TASK ITEM:
What is needed here is an exact copy of all the entries below.

[Stored data]
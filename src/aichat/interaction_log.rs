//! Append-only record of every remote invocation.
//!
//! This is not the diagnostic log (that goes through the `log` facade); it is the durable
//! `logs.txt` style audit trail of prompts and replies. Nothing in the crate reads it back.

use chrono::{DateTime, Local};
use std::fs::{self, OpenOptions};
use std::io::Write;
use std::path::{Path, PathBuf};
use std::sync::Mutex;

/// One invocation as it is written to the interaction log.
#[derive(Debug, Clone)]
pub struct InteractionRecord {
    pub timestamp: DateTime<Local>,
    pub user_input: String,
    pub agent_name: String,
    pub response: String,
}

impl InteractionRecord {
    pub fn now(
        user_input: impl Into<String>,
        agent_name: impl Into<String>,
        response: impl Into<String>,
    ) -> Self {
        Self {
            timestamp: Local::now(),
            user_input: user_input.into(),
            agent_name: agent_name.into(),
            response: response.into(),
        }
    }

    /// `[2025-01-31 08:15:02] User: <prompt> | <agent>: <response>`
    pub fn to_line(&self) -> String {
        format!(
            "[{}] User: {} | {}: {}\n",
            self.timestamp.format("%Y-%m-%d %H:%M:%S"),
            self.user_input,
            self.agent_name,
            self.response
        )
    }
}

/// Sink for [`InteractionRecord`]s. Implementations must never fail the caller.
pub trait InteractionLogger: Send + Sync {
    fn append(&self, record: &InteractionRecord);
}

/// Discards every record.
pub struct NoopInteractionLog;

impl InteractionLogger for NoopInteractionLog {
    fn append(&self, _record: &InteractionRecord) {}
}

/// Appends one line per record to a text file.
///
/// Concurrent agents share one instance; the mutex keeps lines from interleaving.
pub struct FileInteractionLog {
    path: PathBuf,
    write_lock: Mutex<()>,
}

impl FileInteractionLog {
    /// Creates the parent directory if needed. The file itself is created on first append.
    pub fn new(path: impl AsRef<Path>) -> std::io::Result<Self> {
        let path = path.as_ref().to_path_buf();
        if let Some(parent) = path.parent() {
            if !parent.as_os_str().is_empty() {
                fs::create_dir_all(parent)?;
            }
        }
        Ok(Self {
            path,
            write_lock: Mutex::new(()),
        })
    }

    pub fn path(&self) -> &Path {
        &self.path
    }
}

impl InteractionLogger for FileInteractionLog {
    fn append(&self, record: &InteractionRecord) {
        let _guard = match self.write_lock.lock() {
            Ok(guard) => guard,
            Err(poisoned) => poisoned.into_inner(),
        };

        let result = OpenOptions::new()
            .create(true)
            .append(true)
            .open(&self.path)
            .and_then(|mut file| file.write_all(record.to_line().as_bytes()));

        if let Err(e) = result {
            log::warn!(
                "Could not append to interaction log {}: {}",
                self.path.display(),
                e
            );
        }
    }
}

RESULT:
filename src/aichat/interaction_log.rs
//! Append-only record of every remote invocation.
//!
//! This is not the diagnostic log (that goes through the `log` facade); it is the durable
//! `logs.txt` style audit trail of prompts and replies. Nothing in the crate reads it back.

use chrono::{DateTime, Local};
use std::fs::{self, OpenOptions};
use std::io::Write;
use std::path::{Path, PathBuf};
use std::sync::Mutex;

/// One invocation as it is written to the interaction log.
#[derive(Debug, Clone)]
pub struct InteractionRecord {
    pub timestamp: DateTime<Local>,
    pub user_input: String,
    pub agent_name: String,
    pub response: String,
}

impl InteractionRecord {
    pub fn now(
        user_input: impl Into<String>,
        agent_name: impl Into<String>,
        response: impl Into<String>,
    ) -> Self {
        Self {
            timestamp: Local::now(),
            user_input: user_input.into(),
            agent_name: agent_name.into(),
            response: response.into(),
        }
    }

    /// `[2025-01-31 08:15:02] User: <prompt> | <agent>: <response>`
    pub fn to_line(&self) -> String {
        format!(
            "[{}] User: {} | {}: {}\n",
            self.timestamp.format("%Y-%m-%d %H:%M:%S"),
            self.user_input,
            self.agent_name,
            self.response
        )
    }
}

/// Sink for [`InteractionRecord`]s. Implementations must never fail the caller.
pub trait InteractionLogger: Send + Sync {
    fn append(&self, record: &InteractionRecord);
}

/// Discards every record.
pub struct NoopInteractionLog;

impl InteractionLogger for NoopInteractionLog {
    fn append(&self, _record: &InteractionRecord) {}
}

/// Appends one line per record to a text file.
///
/// Concurrent agents share one instance; the mutex keeps lines from interleaving.
pub struct FileInteractionLog {
    path: PathBuf,
    write_lock: Mutex<()>,
}

impl FileInteractionLog {
    /// Creates the parent directory if needed. The file itself is created on first append.
    pub fn new(path: impl AsRef<Path>) -> std::io::Result<Self> {
        let path = path.as_ref().to_path_buf();
        if let Some(parent) = path.parent() {
            if !parent.as_os_str().is_empty() {
                fs::create_dir_all(parent)?;
            }
        }
        Ok(Self {
            path,
            write_lock: Mutex::new(()),
        })
    }

    pub fn path(&self) -> &Path {
        &self.path
    }
}

impl InteractionLogger for FileInteractionLog {
    fn append(&self, record: &InteractionRecord) {
        let _guard = match self.write_lock.lock() {
            Ok(guard) => guard,
            Err(poisoned) => poisoned.into_inner(),
        };

        let result = OpenOptions::new()
            .create(true)
            .append(true)
            .open(&self.path)
            .and_then(|mut file| file.write_all(record.to_line().as_bytes()));

        if let Err(e) = result {
            log::warn!(
                "Could not append to interaction log {}: {}",
                self.path.display(),
                e
            );
        }
    }
}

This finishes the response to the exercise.